There is no doubt: Africa will dominate global population dynamics in the 21st century. While public attention has long focused on Asia as a fast-growing and prospering market with currently 4.5 billion inhabitants, today’s one billion sub-Saharan Africans have significantly outpaced Asia in terms of population growth (2.6% vs. 1.1% in 2016, respectively).
The main reason for this ongoing population growth in sub-Saharan Africa (SSA) is a sharp decline in infant and child mortality whilst at the same time, continually high birth rates over the last few decades (the fertility rate per woman was 5.1 in 2013 compared to 6.7 in 1970, while infant mortality declined rapidly from 138 deaths per thousand births in 1970 to 67 in 2013). Today, one billion people or 16% of the world population live in SSA. By 2050, this number will double and in 2100, 3.9 billion people or 39% of the world‘s population could live in the region. This is the official forecast according to the Medium variant of the 2015 United Nations Population Projections.
A key condition today to fulfilling this demographic dividend (DD) is the formulation of policies that will help Africa to replicate the conditions that enabled East Asian countries to prosper during the period covering the early 1960s to the 1990s. The DD is defined as an accelerated economic growth triggered by the decline in a country’s birth and death rates and the relative increase in working-age adults. However, to open this demographic window of opportunity, public policies will in particular need to manage a rapid and significant decline in fertility in order to reduce the number of young dependents.
Population Growth in Africa 2015-2100 by Age Cohorts (World Demographic & Ageing Forum, 2016)
In addition, other topics are critical to capture this one-time opportunity in a sustainable manner:
Africans urgently need jobs. There will be no demographic dividend without new jobs. According to the International Monetary Fund (IMF), 18 million new jobs are needed every year till 2050. For just one year, this is equivalent to jobs for the entire population of the Netherlands. From now until 2050, the total number of new jobs required are almost equivalent to the entire European population.
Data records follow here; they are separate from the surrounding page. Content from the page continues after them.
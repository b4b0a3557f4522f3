//! The identity capability shared by every record the engine compares.
//!
//! The engine never looks at a record beyond its numeric identity. Audit
//! fields, soft-delete flags, names and version counters may live on the same
//! types, but nothing here reads or writes them.

use crate::Id;

/// Identity value reserved for records that have not been persisted yet.
pub const UNASSIGNED_ID: Id = 0;

/// A record with a numeric identity.
///
/// Two records are the same logical record when their identities are
/// numerically equal, whatever their concrete types are.
pub trait Identifiable {
    /// The identity of the record.
    fn id(&self) -> Id;

    /// True if the record has no identity assigned yet.
    fn is_new(&self) -> bool {
        self.id() == UNASSIGNED_ID
    }

    /// True if the record already has an identity.
    fn is_existing(&self) -> bool {
        !self.is_new()
    }
}

/// A record whose identity can be assigned after construction.
pub trait MutableIdentifiable: Identifiable {
    /// Assign the identity of the record.
    fn set_id(&mut self, id: Id);
}

impl<T: Identifiable + ?Sized> Identifiable for &T {
    fn id(&self) -> Id {
        (**self).id()
    }
}

impl<T: Identifiable + ?Sized> Identifiable for Box<T> {
    fn id(&self) -> Id {
        (**self).id()
    }
}

impl<T: MutableIdentifiable + ?Sized> MutableIdentifiable for Box<T> {
    fn set_id(&mut self, id: Id) {
        (**self).set_id(id)
    }
}

/// A value that may or may not carry an identity.
///
/// Every [`Identifiable`] carries one. An absent record (`None`) has none,
/// which is a valid "no identity" marker rather than an error.
pub trait MaybeIdentified {
    /// The identity, or `None` for an absent record.
    fn identity(&self) -> Option<Id>;
}

impl<T: Identifiable> MaybeIdentified for T {
    fn identity(&self) -> Option<Id> {
        Some(self.id())
    }
}

impl<T: Identifiable> MaybeIdentified for Option<T> {
    fn identity(&self) -> Option<Id> {
        self.as_ref().map(Identifiable::id)
    }
}

/// Check whether `record` has the identity `id`.
///
/// Both absent counts as equal; exactly one absent does not.
pub fn equals_id<R: MaybeIdentified + ?Sized>(record: &R, id: impl Into<Option<Id>>) -> bool {
    record.identity() == id.into()
}

/// Check whether two records, possibly of different types, share an identity.
pub fn same_id<A, B>(a: &A, b: &B) -> bool
where
    A: MaybeIdentified + ?Sized,
    B: MaybeIdentified + ?Sized,
{
    a.identity() == b.identity()
}
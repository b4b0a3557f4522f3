//! Unified error handling for the CLI.

use crate::config::ConfigError;
use std::path::PathBuf;

/// Application error type.
#[derive(Debug, thiserror::Error)]
pub enum AppError {
    #[error("Configuration error: {0}")]
    Config(#[from] ConfigError),

    #[error("Failed to read {}: {source}", .path.display())]
    Read {
        path: PathBuf,
        #[source]
        source: std::io::Error,
    },

    #[error("Engine error: {0}")]
    Engine(#[from] iddelta_engine::Error),

    #[error("Output error: {0}")]
    Output(#[from] serde_json::Error),
}

/// Result type alias for commands.
pub type Result<T> = std::result::Result<T, AppError>;
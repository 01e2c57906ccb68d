use piecework_core::error::CoreError;

/// Error type for engine operations that mix SQL failures with domain
/// rules (ownership, availability, validation).
///
/// Plain repositories return `sqlx::Error` directly; this type exists for
/// the allocation engine and batch ingest, where a single operation can
/// fail either way and the caller must tell the two apart.
#[derive(Debug, thiserror::Error)]
pub enum DbError {
    #[error(transparent)]
    Core(#[from] CoreError),

    #[error(transparent)]
    Sqlx(#[from] sqlx::Error),
}

pub type DbResult<T> = Result<T, DbError>;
Africa needs continued health investment and improvement. The window of opportunity for a demographic dividend only appears when fertility declines significantly and rapidly. This depends on further improvements of women’s and children’s rights and health outcomes. Making sure that women meet their reproductive health needs is a key priority. According to UNFPA, “countries with the greatest demographic opportunity for development are those entering a period in which the working-age population has good health, quality education, decent employment and a lower proportion of young dependents. Smaller numbers of children per household generally lead to larger investments per child, more freedom for women to enter the formal workforce and more household savings for old age. When this happens, the national economic payoff can be substantial”, and the demographic dividend delivers its potential.
It is clear that the demographic dividend will only become a reality if African countries invest into the health of their populations. Many countries have very successfully addressed the challenge of infectious diseases. An estimated three million children under age five have been saved from malaria and the incidence of new HIV cases in Sub Saharan Africa has fallen by more than half between 2001 and 2012. The next challenge is the rising epidemic of non-communicable diseases that also significantly affects this part of the world. It is too early to predict whether the success in the infectious disease area will repeat itself in the domain of non-communicable diseases. There are many obstacles to overcome. The countries of SSA have to integrate the policies to fight infectious diseases with those on NCDs, and to align the funding into one to avoid competition in resource allocation between the two areas. They need to develop integrated strategies that begin in the primary health care sector and finally, they need to define strategies on how to engage constructively with the private sector. There is much to consider.
Universal and equal access to health care is an essential global challenge for the wellbeing of the world’s population and therefore requires the appropriate investment. The Lancet recently launched “The path to longer and healthier lives for all Africans by 2030: the Lancet Commission on the future of health in sub-Saharan Africa”. The Commission highlights the importance of advocating an approach based on people-centred health systems which can be adapted to countries’ specific needs. Better health will not only benefit countries’ populations directly – it will also act as a catalyst, enabling the successful pursuit of other development agendas, as summarized in the Sustainable Development Goals (SDGs). As recommended in the Lancet article, a systemic and holistic approach is required, as “a fragmented health agenda will deliver some results but will not succeed in strengthening health service delivery and public health systems, and will not address the determinants of health“. Broad partnerships beyond the medical and health community are essential to move the health agenda forward.
Failure is not an option. A bad outcome would challenge both Africa and the global community. Not succeeding in capturing a demographic dividend in Africa would lead to millions of people living in poverty and in slums. It would result in a restless young population and facilitate human suffering and social disruption that could spill over well beyond Africa. The implications for the globe as a whole must be considered, as today’s interconnected world shows that the issues and challenges that one continent faces will not be limited solely to one geographical area.